We were having so many problems for so long, I still don’t think people understand how all encompassing it was. His grandmother says, “I called and invited you over,” but it’s the way she says it and I wish I could say to her, “I just couldn’t. He was so broken that I became broken and I look at you with all of your expectations and it takes all I have to stay in this room.” But instead I smile and turn to his father who feels more like my father every year, and I think of his mother and the ways I’m trying to repair what I’ve damaged and I begin to feel like I’m on solid ground. I love his family because I try to love everyone, but I love his brothers and his grandmother because I love him and because I love his parents.

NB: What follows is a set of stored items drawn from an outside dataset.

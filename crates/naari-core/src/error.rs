// ── Core error types ──
//
// User-facing errors from naari-core. Callers branch on the variant:
// retry exhaustion, single-flight rejection and the persistent-conflict
// threshold each have their own kind. The `From<naari_api::Error>` impl
// translates transport-layer errors into these.

use thiserror::Error;

/// Unified error type for the core crate.
#[derive(Debug, Error)]
pub enum CoreError {
    // ── Device I/O ───────────────────────────────────────────────────
    #[error("Device {address} unreachable after {attempts} attempts: {cause}")]
    RetryExhausted {
        address: String,
        attempts: u32,
        #[source]
        cause: naari_api::Error,
    },

    #[error("Invalid response from {url}: {message}")]
    InvalidResponse { url: String, message: String },

    #[error("Device request failed: {message}")]
    Api {
        message: String,
        /// HTTP status code (if applicable).
        status: Option<u16>,
    },

    // ── Poll coordination ────────────────────────────────────────────
    #[error("A poll cycle is already in progress")]
    PollInProgress,

    #[error("Polling blocked by an in-flight cycle for {consecutive} consecutive attempts")]
    PollStalled { consecutive: u32 },

    #[error("Panel not initialized -- startup load has not completed")]
    NotReady,

    // ── Lookup errors ────────────────────────────────────────────────
    #[error("Device not found: {identifier}")]
    DeviceNotFound { identifier: String },

    #[error("Theme not found: {identifier}")]
    ThemeNotFound { identifier: String },

    #[error("No master sync device configured")]
    NoMasterDevice,

    #[error("State of device {identifier} is unknown (no successful poll)")]
    UnknownDeviceState { identifier: String },

    // ── Configuration errors ─────────────────────────────────────────
    #[error("Configuration error: {message}")]
    Config { message: String },

    // ── Internal errors ──────────────────────────────────────────────
    #[error("Internal error: {0}")]
    Internal(String),
}

impl CoreError {
    /// Returns `true` for outcomes that are expected under load rather
    /// than faults: a rejected overlapping poll, escalated or not.
    pub fn is_conflict(&self) -> bool {
        matches!(self, Self::PollInProgress | Self::PollStalled { .. })
    }

    /// Returns `true` if a device could not be reached at all.
    pub fn is_unreachable(&self) -> bool {
        matches!(self, Self::RetryExhausted { .. })
    }
}

// ── Conversion from transport-layer errors ───────────────────────────

impl From<naari_api::Error> for CoreError {
    fn from(err: naari_api::Error) -> Self {
        match err {
            naari_api::Error::RetryExhausted {
                address,
                attempts,
                last,
            } => CoreError::RetryExhausted {
                address,
                attempts,
                cause: *last,
            },
            naari_api::Error::InvalidJson { url, message, .. } => {
                CoreError::InvalidResponse { url, message }
            }
            naari_api::Error::Status { url, status } => CoreError::Api {
                message: format!("HTTP {status} from {url}"),
                status: Some(status),
            },
            naari_api::Error::Transport(e) => CoreError::Api {
                status: e.status().map(|s| s.as_u16()),
                message: e.to_string(),
            },
            naari_api::Error::InvalidUrl(e) => CoreError::Config {
                message: format!("Invalid device address: {e}"),
            },
            naari_api::Error::ClientBuild(msg) => CoreError::Internal(msg),
        }
    }
}

#[cfg(test)]
mod tests {
    use super::*;

    #[test]
    fn exhausted_api_error_keeps_address_and_attempts() {
        let api = naari_api::Error::RetryExhausted {
            address: "10.0.0.5".into(),
            attempts: 3,
            last: Box::new(naari_api::Error::Status {
                url: "http://10.0.0.5/json/state".into(),
                status: 500,
            }),
        };
        let core = CoreError::from(api);
        match &core {
            CoreError::RetryExhausted {
                address,
                attempts,
                cause,
            } => {
                assert_eq!(address, "10.0.0.5");
                assert_eq!(*attempts, 3);
                assert_eq!(cause.status(), Some(500));
            }
            other => panic!("unexpected variant: {other:?}"),
        }
        assert!(core.is_unreachable());
    }

    #[test]
    fn invalid_json_becomes_invalid_response() {
        let core = CoreError::from(naari_api::Error::InvalidJson {
            url: "http://10.0.0.5/json".into(),
            message: "trailing characters".into(),
            body: "{}x".into(),
        });
        assert!(matches!(core, CoreError::InvalidResponse { .. }));
    }
}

That is what I never understood: love is a choice.
And when I’m talking to my own mom, relieved to be hearing her familiar voice, she says, “Isn’t it nice to be around family during the holidays?” I tell her that it makes me miss our side of the family, but I see our side of the family in his more and more, although I’m still not sure if this sharpens or eases the ache of feeling so far from people who express love in exactly the ways I was trained to receive.
I talk about college to his middle brother, who is still an undergrad, and I just feel exhausted. I’m tired of explaining my interests. I’m tired of wondering if my jargon is isolating. I am insurmountably fatigued of people telling me not to give up on my dreams, as if the entirety of my dreams is held in writing academic papers and teaching undergraduates about rape as a product of gender inequality. There is some part of me that appreciates the encouragement, but I am beginning to read it as an inability to listen.
You see, dear reader, I have done the unthinkable. I have obtained a job.
After 40 hours of training and First Aid and CPR certification, I am to emerge, transformed by an information cocoon, into a residential counselor at a group home for at-risk youth. I am told that I will primarily be serving children placed outside of their homes because of neglect or sexual abuse. The day of my interview I walked into the office of this non-profit and it was so familiar it felt like a second home. My hours are to be similar to my partner’s, and we are to be poor in materialistic wealth, but already I feel enriched.
The therapist my partner has been seeing has somehow gotten through to him. I have not met her, but I sense that she knows him like I know him and this goes a long way in easing my worries. And, with less worry I am free to cook and bake and clean and read. These actions are satisfying and sustaining in a way that writing papers never was.
Truthfully, I don’t miss academia. I felt a little displaced after I was graduated because it was such a large part of my identity, but it forced me to make my self. Gender is a social construct. Race is a social construct. Sexuality is a social construct. Our society is intellectually manufactured, but removed from academia I feel these beliefs deep inside me in a way I didn’t when I felt as if I had to constantly justify and “prove” them. I don’t miss having a long-term plan, which nearly everyone is academia has. I enjoy living in each day and I am finding that outside of the academy my secret self has begun to bleed into my external self.
I don’t care anymore about impacting the academy with my theories. When I was still in my undergraduate studies, I thought scornfully of social workers, believing that they were too focused on the micro to make any lasting impact. Since leaving university I’ve realized that without foot soldiers there is no war.
And whose life is it if I give it up to the judgments of others?
Now I know that this life is mine. Owning my life has instilled a more clear sense of strength and purpose than receiving my degree (which was rather anticlimactic) ever did.
I wish you happy holidays, dear reader. I wish you a sense of peace and sense of purpose, and wish that those feelings and that knowledge stay with you year-round.